MRT台大医院駅を降り、広い凱達格蘭大道の向かいに、赤レンガが印象的なルネッサンス様式の総統府が見えてきた。
戦争中でも壊されることなく、これほど美しい状態で残っている建物は日本でも少ないのではないか。優美な形に酔いしれると共に、現在まで活用してもらっている台湾人に感謝しなければならない。
さて、総統府は平日の午前だけ、1階が開放されている。ボディチェックを受け、荷物は預けないといけないのでカメラもNG(ただ2ヶ月に1回の全館公開のときだけはOK)。
ということで、ここから先写真はありませんが…。
内部はボランティアのガイドさんについて、総統府や台湾の歴史、文化の紹介を受ける。
日本人には日本語が堪能な台湾人が案内してくれる。
本日のガイドさんは、昭和一桁生まれという林玉鳳さんという、とてもそんな歳には見えない若いおばあちゃんであった。
彼女は日本統治時代の台北に生まれ育った人であり、その一言一言に実感がこもっている。
そして、我々は50年間も台湾を統治した立場であるにも関わらず、この時代の日本を功績を褒め称え、このことを語り継がないといけないと何度もおっしゃっていたのは、ただただ嬉しかった。
特に「台湾は日本の植民地ではない、領土として等しく取り扱ってくれた」「日本はもっと胸を張っていいんです」という言葉には涙が出る思いだった。
日本統治時代の是非については、全ての台湾人が彼女のような見解ではないと思うし、それについてはここであまり論じるつもりはない。
総統府のこれらの資料も、陳総統の民進党だからこんな資料になっているわけだし、今後どうなるかはわからない。

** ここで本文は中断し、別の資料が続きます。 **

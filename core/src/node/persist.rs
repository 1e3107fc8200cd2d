// orogen/src/node/persist.rs

//! Persist nodes: write saveable fit selections back through the data
//! service, and push the referenced repositories.

use std::sync::Arc;

use tracing::{debug, warn};

use crate::core::control::RunOutcome;
use crate::core::state::EngineState;
use crate::error::{EngineError, EngineResult};
use crate::node::base::{impl_node_boilerplate, NodeCore, NodeKind, PipelineNode};
use crate::services::{DataService, FitKind, SERVICE_DVC};

/// Shared body of the per-family persist nodes.
fn persist_fits(
  core: &NodeCore,
  dvc: &dyn DataService,
  fit_kind: FitKind,
  state: &mut EngineState,
) -> EngineResult<RunOutcome> {
  if state.saveable_keys.is_empty() {
    warn!(node = core.name.as_str(), "nothing saveable; fit node did not run?");
    return Ok(RunOutcome::Continue);
  }

  let records = match fit_kind {
    FitKind::Blanks | FitKind::ICFactor | FitKind::IsoEvolution => &state.unknowns,
    FitKind::Flux => &state.flux_monitors,
  };

  dvc
    .save_fits(fit_kind, records, &state.saveable_keys, &state.saveable_fits)
    .map_err(|e| EngineError::node(core.name.clone(), e))?;

  debug!(
    node = core.name.as_str(),
    keys = ?state.saveable_keys,
    "persisted fits"
  );
  Ok(RunOutcome::Continue)
}

macro_rules! persist_node {
  ($node:ident, $kind:expr, $fit_kind:expr, $name:literal) => {
    pub struct $node {
      core: NodeCore,
      dvc: Arc<dyn DataService>,
    }

    impl $node {
      pub fn new(dvc: Arc<dyn DataService>) -> Self {
        $node {
          core: NodeCore::new($name),
          dvc,
        }
      }
    }

    impl PipelineNode for $node {
      impl_node_boilerplate!();

      fn kind(&self) -> NodeKind {
        $kind
      }

      fn run(&mut self, state: &mut EngineState) -> EngineResult<RunOutcome> {
        persist_fits(&self.core, self.dvc.as_ref(), $fit_kind, state)
      }

      fn required(&self) -> Vec<&'static str> {
        vec![SERVICE_DVC]
      }
    }
  };
}

persist_node!(BlanksPersistNode, NodeKind::BlanksPersist, FitKind::Blanks, "Save Blanks");
persist_node!(ICFactorPersistNode, NodeKind::ICFactorPersist, FitKind::ICFactor, "Save ICFactor");
persist_node!(
  IsotopeEvolutionPersistNode,
  NodeKind::IsotopeEvolutionPersist,
  FitKind::IsoEvolution,
  "Save IsoEvo"
);

/// Flux persistence additionally records the irradiation/level context.
pub struct FluxPersistNode {
  core: NodeCore,
  dvc: Arc<dyn DataService>,
}

impl FluxPersistNode {
  pub fn new(dvc: Arc<dyn DataService>) -> Self {
    FluxPersistNode {
      core: NodeCore::new("Save Flux"),
      dvc,
    }
  }
}

impl PipelineNode for FluxPersistNode {
  impl_node_boilerplate!();

  fn kind(&self) -> NodeKind {
    NodeKind::FluxPersist
  }

  fn run(&mut self, state: &mut EngineState) -> EngineResult<RunOutcome> {
    let positions: Vec<(String, f64, f64)> = state
      .flux_monitors
      .iter()
      .map(|r| {
        let a = r.read();
        (a.identifier.clone(), a.age, a.age_err)
      })
      .collect();

    if positions.is_empty() {
      warn!("no flux positions to save");
      return Ok(RunOutcome::Continue);
    }

    self
      .dvc
      .save_flux(&state.irradiation, &state.level, &positions)
      .map_err(|e| EngineError::node(self.core.name.clone(), e))?;
    Ok(RunOutcome::Continue)
  }

  fn required(&self) -> Vec<&'static str> {
    vec![SERVICE_DVC]
  }
}

/// Pushes every repository referenced by the final working collections.
pub struct PushNode {
  core: NodeCore,
  dvc: Arc<dyn DataService>,
}

impl PushNode {
  pub fn new(dvc: Arc<dyn DataService>) -> Self {
    PushNode {
      core: NodeCore::new("Push"),
      dvc,
    }
  }
}

impl PipelineNode for PushNode {
  impl_node_boilerplate!();

  fn kind(&self) -> NodeKind {
    NodeKind::Push
  }

  fn run(&mut self, state: &mut EngineState) -> EngineResult<RunOutcome> {
    for name in state.repository_identifiers() {
      self
        .dvc
        .push_repository(&name)
        .map_err(|e| EngineError::node(self.core.name.clone(), e))?;
      debug!(repository = name.as_str(), "pushed");
    }
    Ok(RunOutcome::Continue)
  }

  fn required(&self) -> Vec<&'static str> {
    vec![SERVICE_DVC]
  }
}
// orogen/src/node/registry.rs

//! The node-class registry: a string-tag to factory map used by template
//! rendering. Tags are validated up front so an unknown class fails fast
//! with a clear diagnostic instead of a late lookup error mid-render.

use std::collections::HashMap;
use std::sync::Arc;

use serde_yaml::Mapping;
use tracing::{debug, warn};

use crate::core::analysis::AnalysisType;
use crate::error::{EngineError, EngineResult};
use crate::node::base::{NodeKind, PipelineNode};
use crate::node::data::{FluxMonitorsNode, ListenUnknownNode, ReferenceNode, UnknownNode};
use crate::node::filter::FilterNode;
use crate::node::find::FindReferencesNode;
use crate::node::fit::{FigureNode, FitBlanksNode, FitFluxNode, FitICFactorNode, FitIsotopeEvolutionNode};
use crate::node::grouping::{GraphGroupingNode, GroupingNode};
use crate::node::persist::{
  BlanksPersistNode, FluxPersistNode, ICFactorPersistNode, IsotopeEvolutionPersistNode, PushNode,
};
use crate::node::review::{EmailNode, ReviewNode};
use crate::services::Services;

/// A factory builds a wired node, or `None` when a service the node needs is
/// unavailable (the render skips the entry with a warning in that case).
pub type NodeFactory = Box<dyn Fn(&Services) -> EngineResult<Option<Box<dyn PipelineNode>>> + Send + Sync>;

pub struct NodeRegistry {
  factories: HashMap<String, NodeFactory>,
}

impl NodeRegistry {
  pub fn empty() -> Self {
    NodeRegistry {
      factories: HashMap::new(),
    }
  }

  /// The full standard node set.
  pub fn standard() -> Self {
    let mut r = Self::empty();

    r.register(NodeKind::Unknowns.klass(), |s| {
      Ok(Some(Box::new(UnknownNode::new(Arc::clone(&s.dvc), Arc::clone(&s.browser)))))
    });
    r.register(NodeKind::References.klass(), |s| {
      Ok(Some(Box::new(ReferenceNode::new(
        Arc::clone(&s.dvc),
        Arc::clone(&s.browser),
      ))))
    });
    r.register(NodeKind::FluxMonitors.klass(), |_| Ok(Some(Box::new(FluxMonitorsNode::new()))));
    r.register(NodeKind::ListenUnknowns.klass(), |s| {
      Ok(Some(Box::new(ListenUnknownNode::new(Arc::clone(&s.dvc)))))
    });

    r.register(NodeKind::Filter.klass(), |_| Ok(Some(Box::new(FilterNode::new()))));
    r.register(NodeKind::Grouping.klass(), |_| Ok(Some(Box::new(GroupingNode::new()))));
    r.register(NodeKind::GraphGrouping.klass(), |_| {
      Ok(Some(Box::new(GraphGroupingNode::new())))
    });
    r.register(NodeKind::FindReferences.klass(), |s| {
      Ok(Some(Box::new(FindReferencesNode::new(
        Arc::clone(&s.dvc),
        AnalysisType::BlankUnknown,
      ))))
    });

    r.register(NodeKind::FitBlanks.klass(), |s| {
      Ok(Some(Box::new(FitBlanksNode::new(Arc::clone(&s.fitter)))))
    });
    r.register(NodeKind::FitICFactor.klass(), |s| {
      Ok(Some(Box::new(FitICFactorNode::new(Arc::clone(&s.fitter)))))
    });
    r.register(NodeKind::FitIsotopeEvolution.klass(), |s| {
      Ok(Some(Box::new(FitIsotopeEvolutionNode::new(
        Arc::clone(&s.dvc),
        Arc::clone(&s.fitter),
      ))))
    });
    r.register(NodeKind::FitFlux.klass(), |s| {
      Ok(Some(Box::new(FitFluxNode::new(Arc::clone(&s.fitter)))))
    });

    r.register(NodeKind::BlanksPersist.klass(), |s| {
      Ok(Some(Box::new(BlanksPersistNode::new(Arc::clone(&s.dvc)))))
    });
    r.register(NodeKind::ICFactorPersist.klass(), |s| {
      Ok(Some(Box::new(ICFactorPersistNode::new(Arc::clone(&s.dvc)))))
    });
    r.register(NodeKind::IsotopeEvolutionPersist.klass(), |s| {
      Ok(Some(Box::new(IsotopeEvolutionPersistNode::new(Arc::clone(&s.dvc)))))
    });
    r.register(NodeKind::FluxPersist.klass(), |s| {
      Ok(Some(Box::new(FluxPersistNode::new(Arc::clone(&s.dvc)))))
    });

    r.register(NodeKind::Ideogram.klass(), |_| Ok(Some(Box::new(FigureNode::ideogram()))));
    r.register(NodeKind::Spectrum.klass(), |_| Ok(Some(Box::new(FigureNode::spectrum()))));
    r.register(NodeKind::Series.klass(), |_| Ok(Some(Box::new(FigureNode::series()))));
    r.register(NodeKind::InverseIsochron.klass(), |_| {
      Ok(Some(Box::new(FigureNode::inverse_isochron())))
    });

    r.register(NodeKind::Review.klass(), |_| Ok(Some(Box::new(ReviewNode::new()))));
    r.register(NodeKind::Push.klass(), |s| Ok(Some(Box::new(PushNode::new(Arc::clone(&s.dvc))))));
    r.register(NodeKind::Email.klass(), |s| match &s.notifier {
      Some(notifier) => Ok(Some(Box::new(EmailNode::new(Arc::clone(notifier))))),
      None => Ok(None),
    });

    r
  }

  pub fn register<F>(&mut self, klass: &str, factory: F)
  where
    F: Fn(&Services) -> EngineResult<Option<Box<dyn PipelineNode>>> + Send + Sync + 'static,
  {
    self.factories.insert(klass.to_string(), Box::new(factory));
  }

  pub fn contains(&self, klass: &str) -> bool {
    self.factories.contains_key(klass)
  }

  /// Every standard tag must resolve. Call at startup.
  pub fn validate(&self) -> EngineResult<()> {
    for kind in NodeKind::all() {
      if !self.contains(kind.klass()) {
        return Err(EngineError::UnknownNodeClass {
          klass: kind.klass().to_string(),
        });
      }
    }
    Ok(())
  }

  /// Builds and loads a node. `Ok(None)` means the entry should be skipped
  /// because a service it needs is unavailable.
  pub fn create(
    &self,
    klass: &str,
    services: &Services,
    params: &Mapping,
  ) -> EngineResult<Option<Box<dyn PipelineNode>>> {
    let factory = self.factories.get(klass).ok_or_else(|| EngineError::UnknownNodeClass {
      klass: klass.to_string(),
    })?;

    match factory(services)? {
      Some(mut node) => {
        node.load(params)?;
        debug!(klass, "materialized node");
        Ok(Some(node))
      }
      None => {
        warn!(klass, "skipping node; required service unavailable");
        Ok(None)
      }
    }
  }
}
// orogen/src/node/review.rs

//! Human checkpoints: the review veto and the notification summary.

use std::sync::Arc;

use serde_yaml::Mapping;
use tracing::{debug, warn};

use crate::core::control::RunOutcome;
use crate::core::state::EngineState;
use crate::error::EngineResult;
use crate::node::base::{impl_node_boilerplate, NodeCore, NodeKind, NodeTemplate, PipelineNode};
use crate::node::param_bool;
use crate::services::{Notifier, SERVICE_NOTIFICATION};

/// Halts the run for human review of the editors produced so far. The veto
/// records this node as the resumption point; review templates can make the
/// stop permanent or auto-approved via `set_review_permanent`.
pub struct ReviewNode {
  core: NodeCore,
  pub auto_review: bool,
}

impl ReviewNode {
  pub fn new() -> Self {
    ReviewNode {
      core: NodeCore::new("Review"),
      auto_review: false,
    }
  }
}

impl Default for ReviewNode {
  fn default() -> Self {
    Self::new()
  }
}

impl PipelineNode for ReviewNode {
  impl_node_boilerplate!();

  fn kind(&self) -> NodeKind {
    NodeKind::Review
  }

  fn run(&mut self, _state: &mut EngineState) -> EngineResult<RunOutcome> {
    if self.auto_review {
      debug!("review auto-approved");
      Ok(RunOutcome::Continue)
    } else {
      Ok(RunOutcome::Veto)
    }
  }

  fn load(&mut self, params: &Mapping) -> EngineResult<()> {
    if let Some(v) = param_bool(params, "enabled") {
      self.core.enabled = v;
    }
    if let Some(v) = param_bool(params, "auto_review") {
      self.auto_review = v;
    }
    Ok(())
  }

  fn to_template(&self) -> NodeTemplate {
    NodeTemplate::new(self.kind().klass())
      .with("enabled", self.core.enabled)
      .with("auto_review", self.auto_review)
  }
}

/// Sends a short run summary through the notification service.
pub struct EmailNode {
  core: NodeCore,
  notifier: Arc<dyn Notifier>,
  pub subject: String,
}

impl EmailNode {
  pub fn new(notifier: Arc<dyn Notifier>) -> Self {
    EmailNode {
      core: NodeCore::new("Email"),
      notifier,
      subject: "Pipeline run".to_string(),
    }
  }
}

impl PipelineNode for EmailNode {
  impl_node_boilerplate!();

  fn kind(&self) -> NodeKind {
    NodeKind::Email
  }

  fn run(&mut self, state: &mut EngineState) -> EngineResult<RunOutcome> {
    let body = format!(
      "unknowns: {}\nreferences: {}\neditors: {}\nprojects: {}",
      state.unknowns.len(),
      state.references.len(),
      state.editors.len(),
      state.projects.iter().cloned().collect::<Vec<_>>().join(", ")
    );

    if let Err(e) = self.notifier.notify(&self.subject, &body) {
      // notification failure should not kill a reduction run
      warn!(error = %e, "notification failed");
    }
    Ok(RunOutcome::Continue)
  }

  fn load(&mut self, params: &Mapping) -> EngineResult<()> {
    if let Some(s) = crate::node::param_str(params, "subject") {
      self.subject = s;
    }
    Ok(())
  }

  fn to_template(&self) -> NodeTemplate {
    NodeTemplate::new(self.kind().klass()).with("subject", self.subject.as_str())
  }

  fn required(&self) -> Vec<&'static str> {
    vec![SERVICE_NOTIFICATION]
  }
}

ただ、台湾人が長い歴史を経て、今なお日本人に対してこのように温かく、親近感をもって接してくれているという事実は、大事にしないといけないと思う。
こんな日台間が、国交すらないなんて事実は悲しいと思うけど、我々はもっともっと台湾を知り、台湾の人々と仲良くしていかなくてはならないと思う。
台湾がますます好きになったひと時であった。
時間をかけて説明してもらったので、時間があったら昨年行った竹里館でお昼を食べようと思っていたのだが、時間がなくなってしまい、嫁には悪いことをしてしまったけど、行って良かったと思う。
次は全館公開のときに、また行ってみたいと思う。